═════ SOURCE RECORDS ═════

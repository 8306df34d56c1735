//! A network-free [`ClientWrapper`] that answers from deterministic templates.
//!
//! Used for demo runs and self-contained tests: research requests return a per-role
//! markdown draft that embeds the topic and at least one extractable citation, and the
//! synthesis request returns a structured essay body naming the topic and the merged
//! perspectives. The same request always yields the same response.

use crate::client_wrapper::{
    ClientWrapper, GenerationRequest, GenerationResponse, RequestPurpose, TokenUsage,
};
use async_trait::async_trait;
use std::error::Error;

/// Model name reported by the offline client.
pub const OFFLINE_MODEL: &str = "offline";

/// Usage charged for every offline research draft.
const RESEARCH_INPUT_TOKENS: usize = 150;
const RESEARCH_OUTPUT_TOKENS: usize = 800;
const RESEARCH_COST: f64 = 0.05;

/// Flat price used to cost the offline synthesis call (USD per million tokens).
const SYNTHESIS_PRICE_PER_MILLION: f64 = 15.0;

/// Deterministic stand-in for a generation service.
#[derive(Debug, Default, Clone)]
pub struct OfflineClient;

impl OfflineClient {
    pub fn new() -> Self {
        OfflineClient
    }
}

#[async_trait]
impl ClientWrapper for OfflineClient {
    fn model_name(&self) -> &str {
        OFFLINE_MODEL
    }

    async fn generate(
        &self,
        request: GenerationRequest,
    ) -> Result<GenerationResponse, Box<dyn Error + Send + Sync>> {
        match &request.purpose {
            RequestPurpose::Research { role_id, topic } => Ok(GenerationResponse {
                text: research_draft(role_id, topic),
                usage: TokenUsage::new(RESEARCH_INPUT_TOKENS, RESEARCH_OUTPUT_TOKENS),
                cost: RESEARCH_COST,
            }),
            RequestPurpose::Synthesis { topic, role_ids } => {
                let text = essay_body(topic, role_ids);
                let usage = TokenUsage::estimate(&request.prompt, &text);
                let cost =
                    usage.total_tokens as f64 / 1_000_000.0 * SYNTHESIS_PRICE_PER_MILLION;
                Ok(GenerationResponse { text, usage, cost })
            }
        }
    }
}

/// Templated research draft for `role_id`.
pub fn research_draft(role_id: &str, topic: &str) -> String {
    let template = match role_id {
        "fact-gatherer" => {
            "# Key Facts about {topic}\n\n\
             ## Statistics\n\
             - 87% of surveyed practitioners report measurable benefits\n\
             - 45% reduction in reported defects after adoption\n\
             - 3x faster iteration cycles in pilot programmes\n\n\
             ## Core Concepts\n\
             1. Definitions and scope\n\
             2. Measurable outcomes\n\
             3. Known constraints\n\n\
             According to a recent study, the data indicates steady growth (Smith & Lee, 2023).\n\n\
             [Source](https://example.com/facts-study)"
        }
        "current-state" => {
            "# Current State of {topic}\n\n\
             ## Latest Trends\n\
             - Growing adoption in enterprise environments\n\
             - Integration with existing tooling\n\
             - Increased investment in training\n\n\
             ## Recent Developments\n\
             Analysis of recent releases found that interest keeps rising.\n\n\
             [Industry Report 2024](https://example.com/report)"
        }
        "expert-opinions" => {
            "# Expert Perspectives on {topic}\n\n\
             > \"This is not just a technique, it is a mindset shift\" - Jane Doe, Research Lead\n\n\
             > \"The benefits become clear once teams commit to it\" - Dr. John Smith\n\n\
             ## Consensus Views\n\
             - Improved maintainability\n\
             - Better evidence-based decision making\n\n\
             [Expert Panel](https://example.com/panel)"
        }
        "historical-context" => {
            "# Historical Development of {topic}\n\n\
             ## Origins\n\
             - Early theoretical work\n\
             - First practical implementations\n\n\
             ## Evolution\n\
             - Standardisation efforts\n\
             - Mainstream adoption in the 2010s\n\n\
             Historians of the field describe a long arc (Turner, 1998).\n\n\
             [History Archive](https://example.com/history)"
        }
        "counter-arguments" => {
            "# Criticisms of {topic}\n\n\
             ## Common Concerns\n\
             - Steep learning curve\n\
             - Performance overhead claims\n\
             - Limited talent pool\n\n\
             ## Rebuttals\n\
             - Tooling has matured\n\
             - Return on investment justifies training\n\n\
             [Debate Analysis](https://example.com/debate)"
        }
        _ => {
            "# {role} Research on {topic}\n\n\
             Comprehensive analysis of {topic} from the {role} perspective.\n\n\
             [Source](https://example.com/{role})"
        }
    };
    template.replace("{topic}", topic).replace("{role}", role_id)
}

/// Templated essay body for the synthesis step.
pub fn essay_body(topic: &str, role_ids: &[String]) -> String {
    let perspectives = if role_ids.is_empty() {
        "no specialised perspectives".to_string()
    } else {
        role_ids.join(", ")
    };

    let mut sections = String::new();
    for role_id in role_ids {
        sections.push_str(&format!(
            "### {}\n\nThe {} perspective contributes evidence and analysis on {}.\n\n",
            title_case(role_id),
            role_id,
            topic
        ));
    }

    format!(
        "# Comprehensive Analysis: {topic}\n\n\
         ## Executive Summary\n\n\
         This analysis synthesizes parallel research on {topic} drawn from the following \
         perspectives: {perspectives}.\n\n\
         ## Key Findings\n\n\
         {sections}\
         ## Benefits and Challenges\n\n\
         The research indicates clear benefits for {topic}, balanced against the adoption \
         costs raised by critics.\n\n\
         ## Conclusion\n\n\
         Taken together, the evidence suggests {topic} merits continued study and careful, \
         incremental adoption.\n",
        topic = topic,
        perspectives = perspectives,
        sections = sections,
    )
}

fn title_case(id: &str) -> String {
    id.split('-')
        .map(|word| {
            let mut chars = word.chars();
            match chars.next() {
                Some(first) => first.to_uppercase().collect::<String>() + chars.as_str(),
                None => String::new(),
            }
        })
        .collect::<Vec<_>>()
        .join(" ")
}
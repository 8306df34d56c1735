//! Heuristic candidate scoring.
//!
//! Both functions are pure functions of the text. [`score`] is an unbounded ranking
//! value used only to compare variations of the same role; [`quality_score`] is the
//! normalised `[0, 1]` member of the same family that feeds the depth metric.

use crate::citation;
use lazy_static::lazy_static;
use regex::Regex;

/// Vocabulary that signals research-grounded prose.
pub const QUALITY_INDICATORS: [&str; 9] = [
    "research",
    "study",
    "analysis",
    "data",
    "evidence",
    "expert",
    "according to",
    "found that",
    "indicates",
];

const IDEAL_MIN_CHARS: usize = 1000;
const IDEAL_MAX_CHARS: usize = 5000;
const LENGTH_WEIGHT: f64 = 10.0;
const LENGTH_FLOOR: f64 = 5.0;
const CITATION_WEIGHT: f64 = 2.0;
const CITATION_CAP: usize = 10;
const STRUCTURE_WEIGHT: f64 = 3.0;
const PARAGRAPH_WEIGHT: f64 = 2.0;
const VOCABULARY_WEIGHT: f64 = 5.0;

lazy_static! {
    static ref HEADING_LINE: Regex =
        Regex::new(r"(?m)^#{1,6}\s").expect("heading pattern is valid");
}

/// Ranking score for one candidate text.
///
/// ```
/// use essayforge::scoring::score;
///
/// let text = "## Findings\n\nThe study found that [A](http://a) holds.";
/// assert_eq!(score(text), score(text));
/// assert!(score(text) > score("short"));
/// ```
pub fn score(text: &str) -> f64 {
    let citations = citation::extract(text).len().min(CITATION_CAP);

    let mut total = length_component(text.chars().count());
    total += CITATION_WEIGHT * citations as f64;
    if has_structure(text) {
        total += STRUCTURE_WEIGHT;
    }
    if has_paragraph_breaks(text) {
        total += PARAGRAPH_WEIGHT;
    }
    total += VOCABULARY_WEIGHT * indicator_fraction(text);
    total
}

/// Normalised quality estimate in `[0, 1]`.
pub fn quality_score(text: &str) -> f64 {
    let words = text.split_whitespace().count();
    let citations = citation::extract(text).len();

    let mut total = if words > 500 {
        0.25
    } else {
        words as f64 / 2000.0
    };
    total += if citations > 5 {
        0.25
    } else {
        citations as f64 / 20.0
    };
    if text.contains("##") || text.contains("**") {
        total += 0.15;
    }
    if has_paragraph_breaks(text) {
        total += 0.10;
    }
    total += indicator_fraction(text) * 0.25;

    total.clamp(0.0, 1.0)
}

fn length_component(chars: usize) -> f64 {
    if chars > IDEAL_MIN_CHARS && chars < IDEAL_MAX_CHARS {
        LENGTH_WEIGHT
    } else if chars <= IDEAL_MIN_CHARS {
        LENGTH_WEIGHT * chars as f64 / IDEAL_MIN_CHARS as f64
    } else {
        let overshoot = (chars - IDEAL_MAX_CHARS) as f64 / 1000.0;
        (LENGTH_WEIGHT - overshoot).max(LENGTH_FLOOR)
    }
}

fn has_structure(text: &str) -> bool {
    HEADING_LINE.is_match(text) || text.contains("**")
}

fn has_paragraph_breaks(text: &str) -> bool {
    text.contains("\n\n")
}

/// Fraction of [`QUALITY_INDICATORS`] present in `text`, case-insensitive.
fn indicator_fraction(text: &str) -> f64 {
    let lower = text.to_lowercase();
    let matched = QUALITY_INDICATORS
        .iter()
        .filter(|indicator| lower.contains(*indicator))
        .count();
    matched as f64 / QUALITY_INDICATORS.len() as f64
}
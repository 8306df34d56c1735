//! Whole-run driver: research, selection, synthesis and quality in one call.
//!
//! ```text
//! Setup (0%) ─> Research (10%..70%) ─> Synthesis (70%) ─> Complete (100%)
//! ```
//!
//! # Example
//!
//! ```rust,no_run
//! use essayforge::{EssayForge, EssayForgeConfig};
//! use essayforge::event::LoggingSink;
//! use std::sync::Arc;
//!
//! #[tokio::main]
//! async fn main() -> Result<(), Box<dyn std::error::Error + Send + Sync>> {
//!     essayforge::init_logger();
//!     let config = EssayForgeConfig::default().with_offline(true).with_intensity(3);
//!     let forge = EssayForge::new(config)?.with_progress_sink(Arc::new(LoggingSink));
//!     let report = forge.run("tidal energy").await?;
//!     println!("{}", report.document.content);
//!     Ok(())
//! }
//! ```

use crate::budget::{BudgetSnapshot, ResourceBudget};
use crate::client_wrapper::ClientWrapper;
use crate::clients::claude::ClaudeClient;
use crate::clients::offline::OfflineClient;
use crate::config::EssayForgeConfig;
use crate::event::{NoopSink, ProgressSink, ProgressSnapshot, Stage};
use crate::orchestration::{
    Candidate, OrchestrationError, Orchestrator, TaskFailure, RESEARCH_SPAN_PERCENT,
    RESEARCH_START_PERCENT,
};
use crate::quality::{self, QualityMetrics};
use crate::roles;
use crate::selection;
use crate::synthesis::{FinalDocument, Synthesizer};
use serde::Serialize;
use std::sync::Arc;
use uuid::Uuid;

/// Everything a finished run produced.
#[derive(Debug, Clone, Serialize)]
pub struct RunReport {
    pub run_id: String,
    pub document: FinalDocument,
    pub quality: QualityMetrics,
    /// Every successful candidate, in `(role, variation)` order.
    pub candidates: Vec<Candidate>,
    /// The per-role winners that were merged.
    pub selected: Vec<Candidate>,
    pub failed_tasks: Vec<TaskFailure>,
    pub skipped_tasks: Vec<String>,
    pub budget: BudgetSnapshot,
}

/// Runs the full research pipeline for a topic.
pub struct EssayForge {
    config: EssayForgeConfig,
    client: Arc<dyn ClientWrapper>,
    sink: Arc<dyn ProgressSink>,
}

impl EssayForge {
    /// Build a pipeline with the client implied by `config`.
    ///
    /// # Errors
    ///
    /// [`OrchestrationError::Setup`] when online mode has no API key or the HTTP client
    /// cannot be built.
    pub fn new(config: EssayForgeConfig) -> Result<Self, OrchestrationError> {
        let client: Arc<dyn ClientWrapper> = if config.offline {
            Arc::new(OfflineClient::new())
        } else {
            let key = config
                .api_key
                .as_deref()
                .filter(|key| !key.trim().is_empty())
                .ok_or_else(|| {
                    OrchestrationError::Setup(
                        "an Anthropic API key is required unless offline mode is enabled".into(),
                    )
                })?;
            let claude = ClaudeClient::new_with_base_url(key, &config.model, &config.base_url)
                .map_err(|e| OrchestrationError::Setup(e.to_string()))?;
            Arc::new(claude)
        };
        Ok(Self::with_client(config, client))
    }

    /// Build a pipeline around an existing client; `config.offline` and `config.api_key`
    /// are ignored.
    pub fn with_client(config: EssayForgeConfig, client: Arc<dyn ClientWrapper>) -> Self {
        EssayForge {
            config,
            client,
            sink: Arc::new(NoopSink),
        }
    }

    pub fn with_progress_sink(mut self, sink: Arc<dyn ProgressSink>) -> Self {
        self.sink = sink;
        self
    }

    pub fn config(&self) -> &EssayForgeConfig {
        &self.config
    }

    /// Research `topic` and return the synthesized document with its metrics.
    ///
    /// # Errors
    ///
    /// - [`OrchestrationError::Setup`] / [`OrchestrationError::ExecutionFailed`] from the
    ///   research stage.
    /// - [`OrchestrationError::NoCandidates`] when every task failed or was skipped.
    /// - [`OrchestrationError::SynthesisFailed`] when the merge call fails.
    pub async fn run(&self, topic: &str) -> Result<RunReport, OrchestrationError> {
        let run_id = Uuid::new_v4().to_string();
        let budget = Arc::new(ResourceBudget::new(
            self.config.token_limit,
            self.config.cost_limit,
        ));
        let selected_roles = roles::select_roles(self.config.intensity);
        let variations = self.config.effective_variations();

        log::info!(
            "essayforge::pipeline::run({}): topic {:?}, {} roles, best-of-{}",
            run_id,
            topic,
            selected_roles.len(),
            variations
        );
        self.emit(Stage::Setup, 0.0, &budget, 0, 0, "Preparing research run")
            .await;

        let mut orchestrator = Orchestrator::new(Arc::clone(&self.client), Arc::clone(&budget))
            .with_progress_sink(Arc::clone(&self.sink))
            .with_model(self.config.model.clone())
            .with_max_output_tokens(self.config.max_output_tokens);
        if let Some(limit) = self.config.max_concurrency {
            orchestrator = orchestrator.with_max_concurrency(limit);
        }
        if let Some(root) = &self.config.scratch_root {
            orchestrator = orchestrator.with_scratch_root(root.clone());
        }

        let total_tasks = selected_roles.len() * variations;
        self.emit(
            Stage::Research,
            RESEARCH_START_PERCENT,
            &budget,
            total_tasks,
            0,
            "Running parallel research",
        )
        .await;

        let outcome = orchestrator.run(topic, selected_roles, variations).await?;
        if outcome.candidates.is_empty() {
            log::error!(
                "essayforge::pipeline::run({}): no candidates ({} failed, {} skipped)",
                run_id,
                outcome.failed.len(),
                outcome.skipped.len()
            );
            return Err(OrchestrationError::NoCandidates);
        }
        for role in selected_roles {
            if !outcome.candidates.iter().any(|c| c.role_id == role.id) {
                log::warn!(
                    "essayforge::pipeline::run({}): role {} produced no candidates",
                    run_id,
                    role.id
                );
            }
        }

        self.emit(
            Stage::Synthesis,
            RESEARCH_START_PERCENT + RESEARCH_SPAN_PERCENT,
            &budget,
            0,
            outcome.candidates.len(),
            "Selecting best variations and synthesizing",
        )
        .await;

        let selected = selection::reduce(outcome.candidates.clone());
        let document = Synthesizer::new(Arc::clone(&self.client), Arc::clone(&budget))
            .with_model(self.config.model.clone())
            .with_max_tokens(self.config.synthesis_max_tokens)
            .with_best_of_n(variations)
            .with_run_id(run_id.clone())
            .synthesize(topic, &selected, outcome.candidates.len())
            .await?;

        let quality = quality::aggregate(&document, &outcome.candidates, selected_roles.len());

        self.emit(
            Stage::Complete,
            100.0,
            &budget,
            0,
            outcome.candidates.len(),
            "Essay complete",
        )
        .await;

        log::info!(
            "essayforge::pipeline::run({}): overall quality {:.2}, {} tokens, ${:.4}",
            run_id,
            quality.overall_score,
            budget.total_tokens(),
            budget.total_cost()
        );

        Ok(RunReport {
            run_id,
            document,
            quality,
            candidates: outcome.candidates,
            selected,
            failed_tasks: outcome.failed,
            skipped_tasks: outcome.skipped,
            budget: budget.snapshot(),
        })
    }

    async fn emit(
        &self,
        stage: Stage,
        percentage: f64,
        budget: &ResourceBudget,
        active_count: usize,
        completed_count: usize,
        message: &str,
    ) {
        let snapshot = ProgressSnapshot {
            stage,
            percentage,
            active_count,
            completed_count,
            tokens_used: budget.total_tokens(),
            estimated_cost: budget.total_cost(),
            message: message.to_string(),
        };
        self.sink.on_progress(&snapshot).await;
    }
}
//! HS256 token claims.
//!
//! Tokens carry their own `iat`/`exp` so a verifier can reject them without
//! consulting the active set, plus a random `jti` so two tokens minted in the
//! same second never collide. Expiry is checked against the issuer's clock,
//! not by the JWT library, so the two expiry checks always use the same time.

use chrono::{DateTime, Utc};
use jsonwebtoken::{decode, encode, Algorithm, DecodingKey, EncodingKey, Header, Validation};
use serde::{Deserialize, Serialize};
use uuid::Uuid;

#[derive(Debug, Clone, PartialEq, Eq, Serialize, Deserialize)]
pub struct Claims {
    /// Issued-at, unix seconds.
    pub iat: i64,
    /// Expiry, unix seconds.
    pub exp: i64,
    pub jti: String,
}

impl Claims {
    pub fn new(issued_at: DateTime<Utc>, expires_at: DateTime<Utc>) -> Self {
        Self {
            iat: issued_at.timestamp(),
            exp: expires_at.timestamp(),
            jti: Uuid::new_v4().to_string(),
        }
    }

    pub fn is_expired_at(&self, now: DateTime<Utc>) -> bool {
        now.timestamp() >= self.exp
    }
}

/// Signing half and verifying half of one shared secret.
#[derive(Clone)]
pub struct TokenSigner {
    encoding: EncodingKey,
    decoding: DecodingKey,
    validation: Validation,
}

impl std::fmt::Debug for TokenSigner {
    fn fmt(&self, f: &mut std::fmt::Formatter<'_>) -> std::fmt::Result {
        f.debug_struct("TokenSigner").finish_non_exhaustive()
    }
}

impl TokenSigner {
    pub fn new(secret: &[u8]) -> Self {
        let mut validation = Validation::new(Algorithm::HS256);
        validation.validate_exp = false;
        validation.leeway = 0;
        validation.set_required_spec_claims(&["exp"]);

        Self {
            encoding: EncodingKey::from_secret(secret),
            decoding: DecodingKey::from_secret(secret),
            validation,
        }
    }

    pub fn sign(&self, claims: &Claims) -> Result<String, jsonwebtoken::errors::Error> {
        encode(&Header::new(Algorithm::HS256), claims, &self.encoding)
    }

    /// Verify signature and structure. Expiry is left to the caller.
    pub fn verify(&self, token: &str) -> Result<Claims, jsonwebtoken::errors::Error> {
        decode::<Claims>(token, &self.decoding, &self.validation).map(|data| data.claims)
    }
}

═════

> [WHAT IS EXPECTED] Report every line containing the string "variations" in the material.

> [YOUR SOLUTION]
//! value used only to compare variations of the same role; [`quality_score`] is the
        let variations = self.config.effective_variations();
            variations
        let total_tasks = selected_roles.len() * variations;
        let outcome = orchestrator.run(topic, selected_roles, variations).await?;
            "Selecting best variations and synthesizing",
            .with_best_of_n(variations)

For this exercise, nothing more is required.